== What is expected ==
The records that follow are to be repeated exactly, in full.

== Data to examine ==

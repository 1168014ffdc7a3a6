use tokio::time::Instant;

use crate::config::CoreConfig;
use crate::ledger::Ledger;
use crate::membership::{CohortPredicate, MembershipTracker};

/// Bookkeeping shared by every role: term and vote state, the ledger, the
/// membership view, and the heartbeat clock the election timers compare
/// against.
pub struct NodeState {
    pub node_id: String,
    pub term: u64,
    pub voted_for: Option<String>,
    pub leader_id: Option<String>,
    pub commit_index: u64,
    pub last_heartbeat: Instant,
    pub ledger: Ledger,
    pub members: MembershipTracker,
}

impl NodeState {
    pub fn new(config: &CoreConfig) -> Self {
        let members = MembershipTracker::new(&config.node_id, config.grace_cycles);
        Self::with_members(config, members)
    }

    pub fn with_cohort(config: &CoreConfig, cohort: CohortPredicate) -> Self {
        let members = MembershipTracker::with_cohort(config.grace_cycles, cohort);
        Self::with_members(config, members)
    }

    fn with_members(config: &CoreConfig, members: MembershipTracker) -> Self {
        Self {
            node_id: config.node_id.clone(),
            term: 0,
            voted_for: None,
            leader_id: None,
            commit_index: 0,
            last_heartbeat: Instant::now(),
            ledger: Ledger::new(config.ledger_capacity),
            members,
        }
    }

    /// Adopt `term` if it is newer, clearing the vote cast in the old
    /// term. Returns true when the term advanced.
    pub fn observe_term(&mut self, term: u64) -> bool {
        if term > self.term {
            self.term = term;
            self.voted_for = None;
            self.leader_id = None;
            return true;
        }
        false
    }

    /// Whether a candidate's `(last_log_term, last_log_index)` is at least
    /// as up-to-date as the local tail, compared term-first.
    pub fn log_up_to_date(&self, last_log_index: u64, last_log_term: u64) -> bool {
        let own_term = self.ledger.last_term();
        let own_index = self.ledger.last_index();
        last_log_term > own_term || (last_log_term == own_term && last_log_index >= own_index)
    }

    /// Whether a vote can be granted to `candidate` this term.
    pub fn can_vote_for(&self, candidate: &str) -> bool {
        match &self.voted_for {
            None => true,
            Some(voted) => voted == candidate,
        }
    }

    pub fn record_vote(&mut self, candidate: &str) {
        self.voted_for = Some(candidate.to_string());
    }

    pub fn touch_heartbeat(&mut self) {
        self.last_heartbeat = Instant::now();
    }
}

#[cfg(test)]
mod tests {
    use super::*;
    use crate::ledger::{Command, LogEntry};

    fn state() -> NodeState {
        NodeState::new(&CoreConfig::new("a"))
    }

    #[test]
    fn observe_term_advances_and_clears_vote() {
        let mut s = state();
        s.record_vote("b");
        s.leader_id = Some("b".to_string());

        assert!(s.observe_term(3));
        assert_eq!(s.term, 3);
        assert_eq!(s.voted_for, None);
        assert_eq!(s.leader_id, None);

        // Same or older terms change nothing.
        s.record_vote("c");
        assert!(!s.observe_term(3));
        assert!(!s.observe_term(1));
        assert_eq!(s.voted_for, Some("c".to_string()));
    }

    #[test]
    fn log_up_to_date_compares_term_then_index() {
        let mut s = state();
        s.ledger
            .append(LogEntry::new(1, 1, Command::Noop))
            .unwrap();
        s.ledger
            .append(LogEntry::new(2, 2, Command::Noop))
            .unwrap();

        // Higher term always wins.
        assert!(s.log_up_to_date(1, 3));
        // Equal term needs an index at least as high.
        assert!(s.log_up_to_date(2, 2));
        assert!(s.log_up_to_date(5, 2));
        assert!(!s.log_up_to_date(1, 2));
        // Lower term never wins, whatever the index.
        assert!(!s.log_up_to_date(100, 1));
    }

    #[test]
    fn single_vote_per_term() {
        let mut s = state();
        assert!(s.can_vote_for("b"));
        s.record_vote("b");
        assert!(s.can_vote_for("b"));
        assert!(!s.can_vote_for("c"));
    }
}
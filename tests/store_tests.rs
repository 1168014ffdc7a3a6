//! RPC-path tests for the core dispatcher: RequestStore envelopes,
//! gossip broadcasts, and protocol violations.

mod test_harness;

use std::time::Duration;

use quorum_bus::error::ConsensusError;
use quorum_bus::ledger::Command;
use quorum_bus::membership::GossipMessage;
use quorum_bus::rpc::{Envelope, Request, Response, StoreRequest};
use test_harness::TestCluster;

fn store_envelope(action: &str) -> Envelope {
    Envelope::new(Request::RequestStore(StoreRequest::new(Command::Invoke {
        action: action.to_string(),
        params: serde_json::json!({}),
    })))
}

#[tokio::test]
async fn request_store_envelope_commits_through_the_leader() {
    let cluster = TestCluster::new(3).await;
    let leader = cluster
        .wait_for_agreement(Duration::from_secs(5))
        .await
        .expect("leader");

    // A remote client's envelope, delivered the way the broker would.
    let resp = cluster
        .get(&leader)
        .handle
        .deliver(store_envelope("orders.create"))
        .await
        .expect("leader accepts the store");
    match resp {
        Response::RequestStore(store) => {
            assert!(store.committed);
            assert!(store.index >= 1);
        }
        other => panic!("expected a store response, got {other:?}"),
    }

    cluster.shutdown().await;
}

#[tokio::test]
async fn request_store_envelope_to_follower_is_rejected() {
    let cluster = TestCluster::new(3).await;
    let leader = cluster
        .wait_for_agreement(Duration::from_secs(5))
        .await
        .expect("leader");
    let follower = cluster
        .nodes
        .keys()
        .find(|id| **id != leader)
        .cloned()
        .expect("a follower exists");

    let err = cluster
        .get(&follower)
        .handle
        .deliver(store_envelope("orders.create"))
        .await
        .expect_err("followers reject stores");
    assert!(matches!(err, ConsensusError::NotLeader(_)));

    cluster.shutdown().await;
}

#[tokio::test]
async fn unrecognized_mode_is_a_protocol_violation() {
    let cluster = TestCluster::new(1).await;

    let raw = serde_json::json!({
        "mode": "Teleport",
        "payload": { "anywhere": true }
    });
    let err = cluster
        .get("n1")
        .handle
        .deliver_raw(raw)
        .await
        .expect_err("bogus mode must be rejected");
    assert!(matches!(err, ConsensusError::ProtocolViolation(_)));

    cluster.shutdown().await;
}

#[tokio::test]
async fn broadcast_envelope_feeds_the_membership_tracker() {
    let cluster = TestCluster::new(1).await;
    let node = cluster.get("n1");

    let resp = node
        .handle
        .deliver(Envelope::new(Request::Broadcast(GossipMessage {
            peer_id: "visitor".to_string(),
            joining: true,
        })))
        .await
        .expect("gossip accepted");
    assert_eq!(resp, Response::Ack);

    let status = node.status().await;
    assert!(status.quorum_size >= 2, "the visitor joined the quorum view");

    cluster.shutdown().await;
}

== Solution to the exercise ==
repository 1168014ffdc7a3a6
use tokio::time::Instant;

use crate::config::CoreConfig;
use crate::ledger::Ledger;
use crate::membership::{CohortPredicate, MembershipTracker};

/// Bookkeeping shared by every role: term and vote state, the ledger, the
/// membership view, and the heartbeat clock the election timers compare
/// against.
pub struct NodeState {
    pub node_id: String,
    pub term: u64,
    pub voted_for: Option<String>,
    pub leader_id: Option<String>,
    pub commit_index: u64,
    pub last_heartbeat: Instant,
    pub ledger: Ledger,
    pub members: MembershipTracker,
}

impl NodeState {
    pub fn new(config: &CoreConfig) -> Self {
        let members = MembershipTracker::new(&config.node_id, config.grace_cycles);
        Self::with_members(config, members)
    }

    pub fn with_cohort(config: &CoreConfig, cohort: CohortPredicate) -> Self {
        let members = MembershipTracker::with_cohort(config.grace_cycles, cohort);
        Self::with_members(config, members)
    }

    fn with_members(config: &CoreConfig, members: MembershipTracker) -> Self {
        Self {
            node_id: config.node_id.clone(),
            term: 0,
            voted_for: None,
            leader_id: None,
            commit_index: 0,
            last_heartbeat: Instant::now(),
            ledger: Ledger::new(config.ledger_capacity),
            members,
        }
    }

    /// Adopt `term` if it is newer, clearing the vote cast in the old
    /// term. Returns true when the term advanced.
    pub fn observe_term(&mut self, term: u64) -> bool {
        if term > self.term {
            self.term = term;
            self.voted_for = None;
            self.leader_id = None;
            return true;
        }
        false
    }

    /// Whether a candidate's `(last_log_term, last_log_index)` is at least
    /// as up-to-date as the local tail, compared term-first.
    pub fn log_up_to_date(&self, last_log_index: u64, last_log_term: u64) -> bool {
        let own_term = self.ledger.last_term();
        let own_index = self.ledger.last_index();
        last_log_term > own_term || (last_log_term == own_term && last_log_index >= own_index)
    }

    /// Whether a vote can be granted to `candidate` this term.
    pub fn can_vote_for(&self, candidate: &str) -> bool {
        match &self.voted_for {
            None => true,
            Some(voted) => voted == candidate,
        }
    }

    pub fn record_vote(&mut self, candidate: &str) {
        self.voted_for = Some(candidate.to_string());
    }

    pub fn touch_heartbeat(&mut self) {
        self.last_heartbeat = Instant::now();
    }
}

#[cfg(test)]
mod tests {
    use super::*;
    use crate::ledger::{Command, LogEntry};

    fn state() -> NodeState {
        NodeState::new(&CoreConfig::new("a"))
    }

    #[test]
    fn observe_term_advances_and_clears_vote() {
        let mut s = state();
        s.record_vote("b");
        s.leader_id = Some("b".to_string());

        assert!(s.observe_term(3));
        assert_eq!(s.term, 3);
        assert_eq!(s.voted_for, None);
        assert_eq!(s.leader_id, None);

        // Same or older terms change nothing.
        s.record_vote("c");
        assert!(!s.observe_term(3));
        assert!(!s.observe_term(1));
        assert_eq!(s.voted_for, Some("c".to_string()));
    }

    #[test]
    fn log_up_to_date_compares_term_then_index() {
        let mut s = state();
        s.ledger
            .append(LogEntry::new(1, 1, Command::Noop))
            .unwrap();
        s.ledger
            .append(LogEntry::new(2, 2, Command::Noop))
            .unwrap();

        // Higher term always wins.
        assert!(s.log_up_to_date(1, 3));
        // Equal term needs an index at least as high.
        assert!(s.log_up_to_date(2, 2));
        assert!(s.log_up_to_date(5, 2));
        assert!(!s.log_up_to_date(1, 2));
        // Lower term never wins, whatever the index.
        assert!(!s.log_up_to_date(100, 1));
    }

    #[test]
    fn single_vote_per_term() {
        let mut s = state();
        assert!(s.can_vote_for("b"));
        s.record_vote("b");
        assert!(s.can_vote_for("b"));
        assert!(!s.can_vote_for("c"));
    }
}
filename tests/store_tests.rs
repository 1168014ffdc7a3a6
//! RPC-path tests for the core dispatcher: RequestStore envelopes,
//! gossip broadcasts, and protocol violations.

mod test_harness;

use std::time::Duration;

use quorum_bus::error::ConsensusError;
use quorum_bus::ledger::Command;
use quorum_bus::membership::GossipMessage;
use quorum_bus::rpc::{Envelope, Request, Response, StoreRequest};
use test_harness::TestCluster;

fn store_envelope(action: &str) -> Envelope {
    Envelope::new(Request::RequestStore(StoreRequest::new(Command::Invoke {
        action: action.to_string(),
        params: serde_json::json!({}),
    })))
}

#[tokio::test]
async fn request_store_envelope_commits_through_the_leader() {
    let cluster = TestCluster::new(3).await;
    let leader = cluster
        .wait_for_agreement(Duration::from_secs(5))
        .await
        .expect("leader");

    // A remote client's envelope, delivered the way the broker would.
    let resp = cluster
        .get(&leader)
        .handle
        .deliver(store_envelope("orders.create"))
        .await
        .expect("leader accepts the store");
    match resp {
        Response::RequestStore(store) => {
            assert!(store.committed);
            assert!(store.index >= 1);
        }
        other => panic!("expected a store response, got {other:?}"),
    }

    cluster.shutdown().await;
}

#[tokio::test]
async fn request_store_envelope_to_follower_is_rejected() {
    let cluster = TestCluster::new(3).await;
    let leader = cluster
        .wait_for_agreement(Duration::from_secs(5))
        .await
        .expect("leader");
    let follower = cluster
        .nodes
        .keys()
        .find(|id| **id != leader)
        .cloned()
        .expect("a follower exists");

    let err = cluster
        .get(&follower)
        .handle
        .deliver(store_envelope("orders.create"))
        .await
        .expect_err("followers reject stores");
    assert!(matches!(err, ConsensusError::NotLeader(_)));

    cluster.shutdown().await;
}

#[tokio::test]
async fn unrecognized_mode_is_a_protocol_violation() {
    let cluster = TestCluster::new(1).await;

    let raw = serde_json::json!({
        "mode": "Teleport",
        "payload": { "anywhere": true }
    });
    let err = cluster
        .get("n1")
        .handle
        .deliver_raw(raw)
        .await
        .expect_err("bogus mode must be rejected");
    assert!(matches!(err, ConsensusError::ProtocolViolation(_)));

    cluster.shutdown().await;
}

#[tokio::test]
async fn broadcast_envelope_feeds_the_membership_tracker() {
    let cluster = TestCluster::new(1).await;
    let node = cluster.get("n1");

    let resp = node
        .handle
        .deliver(Envelope::new(Request::Broadcast(GossipMessage {
            peer_id: "visitor".to_string(),
            joining: true,
        })))
        .await
        .expect("gossip accepted");
    assert_eq!(resp, Response::Ack);

    let status = node.status().await;
    assert!(status.quorum_size >= 2, "the visitor joined the quorum view");

    cluster.shutdown().await;
}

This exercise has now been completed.